### [Required action]
Where the string "slot" shows up in a line of the records, copy that line.

### [Saved entries]
⁂
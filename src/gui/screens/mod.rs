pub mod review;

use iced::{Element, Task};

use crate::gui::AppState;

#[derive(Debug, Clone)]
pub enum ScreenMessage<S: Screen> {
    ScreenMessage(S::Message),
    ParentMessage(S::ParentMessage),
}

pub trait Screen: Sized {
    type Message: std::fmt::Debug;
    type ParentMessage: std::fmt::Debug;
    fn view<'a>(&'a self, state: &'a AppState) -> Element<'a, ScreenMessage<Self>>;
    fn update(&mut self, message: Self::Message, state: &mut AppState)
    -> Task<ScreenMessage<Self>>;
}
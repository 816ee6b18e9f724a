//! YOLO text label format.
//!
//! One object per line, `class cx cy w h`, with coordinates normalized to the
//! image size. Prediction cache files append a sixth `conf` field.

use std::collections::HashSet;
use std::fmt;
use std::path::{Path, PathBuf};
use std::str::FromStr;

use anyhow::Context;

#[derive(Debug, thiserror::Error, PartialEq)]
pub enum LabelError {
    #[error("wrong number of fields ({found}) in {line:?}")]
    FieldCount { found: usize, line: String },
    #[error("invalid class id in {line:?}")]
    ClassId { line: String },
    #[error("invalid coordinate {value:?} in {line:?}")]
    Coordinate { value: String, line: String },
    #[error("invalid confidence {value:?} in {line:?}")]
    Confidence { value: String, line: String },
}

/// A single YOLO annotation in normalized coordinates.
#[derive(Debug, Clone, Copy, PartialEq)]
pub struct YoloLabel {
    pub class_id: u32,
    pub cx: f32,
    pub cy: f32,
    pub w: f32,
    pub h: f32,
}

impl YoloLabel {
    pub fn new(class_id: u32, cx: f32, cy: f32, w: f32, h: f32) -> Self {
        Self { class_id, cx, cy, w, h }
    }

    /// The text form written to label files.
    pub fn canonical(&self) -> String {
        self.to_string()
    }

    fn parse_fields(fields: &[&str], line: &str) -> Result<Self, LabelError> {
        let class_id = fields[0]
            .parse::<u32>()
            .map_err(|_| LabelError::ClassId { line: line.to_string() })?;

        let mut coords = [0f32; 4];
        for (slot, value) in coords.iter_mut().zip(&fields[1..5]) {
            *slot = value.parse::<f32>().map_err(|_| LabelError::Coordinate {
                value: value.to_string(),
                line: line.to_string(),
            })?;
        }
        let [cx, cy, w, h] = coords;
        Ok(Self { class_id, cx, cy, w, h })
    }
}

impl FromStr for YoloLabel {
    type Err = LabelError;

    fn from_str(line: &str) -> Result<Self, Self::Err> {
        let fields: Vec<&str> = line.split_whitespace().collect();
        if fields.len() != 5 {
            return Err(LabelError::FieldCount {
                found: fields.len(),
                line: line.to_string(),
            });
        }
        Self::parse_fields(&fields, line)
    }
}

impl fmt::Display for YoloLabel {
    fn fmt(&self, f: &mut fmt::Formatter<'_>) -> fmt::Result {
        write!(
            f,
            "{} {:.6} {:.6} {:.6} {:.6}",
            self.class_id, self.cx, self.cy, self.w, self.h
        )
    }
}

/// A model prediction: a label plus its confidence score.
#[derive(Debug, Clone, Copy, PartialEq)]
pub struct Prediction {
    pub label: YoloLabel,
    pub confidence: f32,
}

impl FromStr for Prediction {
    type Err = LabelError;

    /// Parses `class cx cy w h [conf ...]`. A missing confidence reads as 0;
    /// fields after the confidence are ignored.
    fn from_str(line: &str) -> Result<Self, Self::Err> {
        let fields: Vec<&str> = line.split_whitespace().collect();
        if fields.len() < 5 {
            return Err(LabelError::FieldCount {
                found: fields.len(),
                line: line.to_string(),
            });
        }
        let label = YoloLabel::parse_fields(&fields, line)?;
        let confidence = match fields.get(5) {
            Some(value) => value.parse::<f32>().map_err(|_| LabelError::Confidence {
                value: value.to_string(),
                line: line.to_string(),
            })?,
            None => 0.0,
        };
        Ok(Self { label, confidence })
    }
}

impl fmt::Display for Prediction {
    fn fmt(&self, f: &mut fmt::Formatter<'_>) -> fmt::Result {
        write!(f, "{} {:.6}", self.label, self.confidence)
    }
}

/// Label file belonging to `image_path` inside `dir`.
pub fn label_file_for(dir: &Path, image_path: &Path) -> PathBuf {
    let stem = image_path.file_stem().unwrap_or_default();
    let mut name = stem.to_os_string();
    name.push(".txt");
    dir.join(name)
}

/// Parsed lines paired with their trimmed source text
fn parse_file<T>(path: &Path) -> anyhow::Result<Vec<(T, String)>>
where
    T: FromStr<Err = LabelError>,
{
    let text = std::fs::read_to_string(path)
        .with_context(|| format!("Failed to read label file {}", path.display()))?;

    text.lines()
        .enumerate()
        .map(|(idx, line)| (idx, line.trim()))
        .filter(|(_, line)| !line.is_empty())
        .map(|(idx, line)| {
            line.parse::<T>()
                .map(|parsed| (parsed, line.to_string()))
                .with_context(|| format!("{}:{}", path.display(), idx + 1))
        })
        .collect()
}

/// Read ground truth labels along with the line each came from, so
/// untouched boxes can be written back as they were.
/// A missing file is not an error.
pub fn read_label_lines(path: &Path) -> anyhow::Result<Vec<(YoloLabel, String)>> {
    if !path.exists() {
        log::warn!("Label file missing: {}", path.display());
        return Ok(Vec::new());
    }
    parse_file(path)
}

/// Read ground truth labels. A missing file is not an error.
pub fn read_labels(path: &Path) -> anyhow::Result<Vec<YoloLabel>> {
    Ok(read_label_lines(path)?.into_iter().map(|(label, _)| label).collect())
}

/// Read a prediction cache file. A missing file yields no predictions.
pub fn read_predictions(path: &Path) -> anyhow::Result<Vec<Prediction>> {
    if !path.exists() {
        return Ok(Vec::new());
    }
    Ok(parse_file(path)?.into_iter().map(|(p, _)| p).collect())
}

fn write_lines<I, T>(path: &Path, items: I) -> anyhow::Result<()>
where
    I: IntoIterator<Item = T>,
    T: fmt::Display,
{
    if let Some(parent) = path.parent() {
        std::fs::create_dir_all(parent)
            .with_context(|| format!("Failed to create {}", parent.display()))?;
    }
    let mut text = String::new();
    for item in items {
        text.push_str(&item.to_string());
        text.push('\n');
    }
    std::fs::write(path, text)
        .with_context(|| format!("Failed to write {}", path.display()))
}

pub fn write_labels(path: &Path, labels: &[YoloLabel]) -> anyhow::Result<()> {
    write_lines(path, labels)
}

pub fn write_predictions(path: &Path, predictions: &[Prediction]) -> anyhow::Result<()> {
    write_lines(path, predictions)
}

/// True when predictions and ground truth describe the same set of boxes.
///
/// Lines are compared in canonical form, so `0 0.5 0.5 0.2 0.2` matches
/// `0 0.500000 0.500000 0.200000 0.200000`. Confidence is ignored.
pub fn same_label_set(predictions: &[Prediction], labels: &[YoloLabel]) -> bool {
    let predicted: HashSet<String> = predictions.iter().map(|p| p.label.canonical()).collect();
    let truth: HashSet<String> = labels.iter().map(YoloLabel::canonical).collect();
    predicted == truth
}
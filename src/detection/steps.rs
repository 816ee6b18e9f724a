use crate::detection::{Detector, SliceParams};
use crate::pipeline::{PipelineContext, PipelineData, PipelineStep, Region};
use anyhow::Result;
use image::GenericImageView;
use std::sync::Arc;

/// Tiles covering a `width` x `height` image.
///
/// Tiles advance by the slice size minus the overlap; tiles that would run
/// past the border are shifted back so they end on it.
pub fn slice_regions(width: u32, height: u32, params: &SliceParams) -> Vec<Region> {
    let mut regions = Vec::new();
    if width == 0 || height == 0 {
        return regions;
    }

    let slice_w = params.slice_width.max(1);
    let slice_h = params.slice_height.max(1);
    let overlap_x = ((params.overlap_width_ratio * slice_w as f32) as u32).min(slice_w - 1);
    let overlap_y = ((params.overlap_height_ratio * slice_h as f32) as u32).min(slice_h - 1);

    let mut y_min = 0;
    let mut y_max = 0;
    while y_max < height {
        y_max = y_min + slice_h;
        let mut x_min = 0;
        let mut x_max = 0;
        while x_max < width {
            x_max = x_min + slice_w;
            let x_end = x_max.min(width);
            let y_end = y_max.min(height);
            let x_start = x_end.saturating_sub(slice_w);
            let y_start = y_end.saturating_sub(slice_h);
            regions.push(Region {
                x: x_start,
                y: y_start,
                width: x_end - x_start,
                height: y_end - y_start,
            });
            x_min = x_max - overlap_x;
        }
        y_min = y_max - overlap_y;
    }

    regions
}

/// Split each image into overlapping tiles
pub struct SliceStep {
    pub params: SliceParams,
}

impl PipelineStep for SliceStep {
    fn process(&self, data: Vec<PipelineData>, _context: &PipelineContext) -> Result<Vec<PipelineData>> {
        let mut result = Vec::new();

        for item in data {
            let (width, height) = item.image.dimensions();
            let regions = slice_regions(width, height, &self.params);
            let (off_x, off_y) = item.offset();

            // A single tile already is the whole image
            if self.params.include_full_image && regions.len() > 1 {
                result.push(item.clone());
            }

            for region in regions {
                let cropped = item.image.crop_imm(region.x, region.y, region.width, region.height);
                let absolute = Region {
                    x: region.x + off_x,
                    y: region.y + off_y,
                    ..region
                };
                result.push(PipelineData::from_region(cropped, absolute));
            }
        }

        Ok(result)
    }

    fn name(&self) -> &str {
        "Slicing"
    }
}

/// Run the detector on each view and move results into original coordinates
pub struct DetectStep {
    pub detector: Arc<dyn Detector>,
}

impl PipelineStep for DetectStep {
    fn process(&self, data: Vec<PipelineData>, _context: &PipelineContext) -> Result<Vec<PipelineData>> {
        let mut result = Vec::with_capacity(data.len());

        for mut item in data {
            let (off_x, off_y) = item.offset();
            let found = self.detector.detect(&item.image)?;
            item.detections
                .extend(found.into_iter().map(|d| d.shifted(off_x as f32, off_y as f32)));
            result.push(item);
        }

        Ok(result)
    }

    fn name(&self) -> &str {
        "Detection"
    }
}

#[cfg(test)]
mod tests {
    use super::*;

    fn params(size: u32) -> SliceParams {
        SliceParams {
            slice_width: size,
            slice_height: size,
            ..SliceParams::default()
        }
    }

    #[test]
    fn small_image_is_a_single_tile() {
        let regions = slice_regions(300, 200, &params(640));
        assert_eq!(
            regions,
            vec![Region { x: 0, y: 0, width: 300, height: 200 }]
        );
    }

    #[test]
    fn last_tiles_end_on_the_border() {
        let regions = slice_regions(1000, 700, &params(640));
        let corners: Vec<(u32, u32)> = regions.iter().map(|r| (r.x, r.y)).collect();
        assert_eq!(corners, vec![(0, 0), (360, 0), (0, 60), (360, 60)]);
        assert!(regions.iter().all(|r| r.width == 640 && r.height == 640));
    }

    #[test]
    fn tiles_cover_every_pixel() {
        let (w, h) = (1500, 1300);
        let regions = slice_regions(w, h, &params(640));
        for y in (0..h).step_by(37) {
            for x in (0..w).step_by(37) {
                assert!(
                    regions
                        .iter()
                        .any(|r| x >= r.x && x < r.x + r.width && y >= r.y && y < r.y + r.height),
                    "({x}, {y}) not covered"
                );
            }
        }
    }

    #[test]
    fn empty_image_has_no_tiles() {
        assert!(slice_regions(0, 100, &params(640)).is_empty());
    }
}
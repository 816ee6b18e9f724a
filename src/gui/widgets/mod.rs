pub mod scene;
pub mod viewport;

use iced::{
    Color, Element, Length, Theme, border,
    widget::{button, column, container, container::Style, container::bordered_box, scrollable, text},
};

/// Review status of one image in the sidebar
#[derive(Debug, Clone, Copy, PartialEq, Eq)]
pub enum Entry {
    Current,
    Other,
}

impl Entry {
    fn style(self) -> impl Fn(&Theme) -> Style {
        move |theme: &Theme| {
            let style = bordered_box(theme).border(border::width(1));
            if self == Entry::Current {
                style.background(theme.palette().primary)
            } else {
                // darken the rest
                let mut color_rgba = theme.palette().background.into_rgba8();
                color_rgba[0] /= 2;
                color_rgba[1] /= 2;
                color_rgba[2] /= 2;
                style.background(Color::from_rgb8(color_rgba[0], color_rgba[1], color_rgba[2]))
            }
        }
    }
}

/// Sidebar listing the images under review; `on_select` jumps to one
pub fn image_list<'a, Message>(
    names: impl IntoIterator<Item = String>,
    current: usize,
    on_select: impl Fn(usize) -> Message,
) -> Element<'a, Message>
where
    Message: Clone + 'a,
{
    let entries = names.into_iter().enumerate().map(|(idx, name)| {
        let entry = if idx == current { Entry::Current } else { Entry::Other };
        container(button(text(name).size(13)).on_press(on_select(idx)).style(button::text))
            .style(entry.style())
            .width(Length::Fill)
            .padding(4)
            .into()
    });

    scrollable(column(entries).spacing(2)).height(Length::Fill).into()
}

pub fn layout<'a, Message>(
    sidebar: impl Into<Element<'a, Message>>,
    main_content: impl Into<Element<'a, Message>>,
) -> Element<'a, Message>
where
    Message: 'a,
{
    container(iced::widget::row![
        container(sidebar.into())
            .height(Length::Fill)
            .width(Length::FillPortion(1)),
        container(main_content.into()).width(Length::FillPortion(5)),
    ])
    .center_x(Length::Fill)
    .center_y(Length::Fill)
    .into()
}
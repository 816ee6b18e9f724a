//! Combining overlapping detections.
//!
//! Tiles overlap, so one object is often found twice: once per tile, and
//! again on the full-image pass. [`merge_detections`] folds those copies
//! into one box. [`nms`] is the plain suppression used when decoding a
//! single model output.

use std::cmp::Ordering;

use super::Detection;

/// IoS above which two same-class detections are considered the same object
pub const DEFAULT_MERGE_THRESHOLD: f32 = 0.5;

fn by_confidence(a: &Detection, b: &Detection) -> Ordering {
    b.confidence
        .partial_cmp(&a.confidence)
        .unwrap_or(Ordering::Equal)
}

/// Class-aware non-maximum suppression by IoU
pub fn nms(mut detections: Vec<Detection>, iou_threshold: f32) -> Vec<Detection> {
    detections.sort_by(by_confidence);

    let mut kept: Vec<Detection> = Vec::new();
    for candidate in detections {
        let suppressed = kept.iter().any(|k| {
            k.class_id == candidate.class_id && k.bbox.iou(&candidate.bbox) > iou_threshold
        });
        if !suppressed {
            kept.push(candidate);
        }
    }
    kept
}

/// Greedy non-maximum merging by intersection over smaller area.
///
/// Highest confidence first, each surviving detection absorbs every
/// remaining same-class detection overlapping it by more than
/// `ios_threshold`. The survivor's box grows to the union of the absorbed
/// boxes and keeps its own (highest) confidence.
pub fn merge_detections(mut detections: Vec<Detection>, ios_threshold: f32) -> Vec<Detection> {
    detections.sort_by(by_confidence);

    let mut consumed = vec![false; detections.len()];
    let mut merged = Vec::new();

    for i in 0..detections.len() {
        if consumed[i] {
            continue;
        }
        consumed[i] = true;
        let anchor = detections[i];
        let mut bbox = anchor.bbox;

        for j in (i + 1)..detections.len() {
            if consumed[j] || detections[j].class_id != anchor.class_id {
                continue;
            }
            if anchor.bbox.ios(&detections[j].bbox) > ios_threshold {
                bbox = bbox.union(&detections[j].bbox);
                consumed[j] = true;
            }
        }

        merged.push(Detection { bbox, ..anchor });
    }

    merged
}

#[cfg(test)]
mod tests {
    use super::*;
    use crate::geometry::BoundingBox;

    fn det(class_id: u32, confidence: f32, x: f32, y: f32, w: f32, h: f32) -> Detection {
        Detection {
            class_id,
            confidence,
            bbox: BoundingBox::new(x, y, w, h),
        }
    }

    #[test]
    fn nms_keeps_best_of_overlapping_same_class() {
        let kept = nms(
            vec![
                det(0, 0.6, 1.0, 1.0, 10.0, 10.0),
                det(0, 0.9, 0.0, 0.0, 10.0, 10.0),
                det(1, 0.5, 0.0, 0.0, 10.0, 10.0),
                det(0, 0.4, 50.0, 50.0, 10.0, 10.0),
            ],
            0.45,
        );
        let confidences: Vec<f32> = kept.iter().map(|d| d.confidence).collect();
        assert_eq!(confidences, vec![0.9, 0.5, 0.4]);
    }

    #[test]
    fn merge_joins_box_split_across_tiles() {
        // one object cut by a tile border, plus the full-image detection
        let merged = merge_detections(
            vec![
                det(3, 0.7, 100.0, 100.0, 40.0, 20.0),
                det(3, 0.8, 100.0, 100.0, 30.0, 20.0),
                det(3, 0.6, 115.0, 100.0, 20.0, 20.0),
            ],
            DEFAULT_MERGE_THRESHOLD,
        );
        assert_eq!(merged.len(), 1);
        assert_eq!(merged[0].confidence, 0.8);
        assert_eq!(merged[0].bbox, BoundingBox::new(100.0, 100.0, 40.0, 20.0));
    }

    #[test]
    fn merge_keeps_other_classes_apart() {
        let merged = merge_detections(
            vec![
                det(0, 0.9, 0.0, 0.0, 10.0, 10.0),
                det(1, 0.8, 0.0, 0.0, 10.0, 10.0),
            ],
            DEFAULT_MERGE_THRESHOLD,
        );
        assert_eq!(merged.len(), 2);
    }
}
⁂
### [Answer]
        for (slot, value) in coords.iter_mut().zip(&fields[1..5]) {
            *slot = value.parse::<f32>().map_err(|_| LabelError::Coordinate {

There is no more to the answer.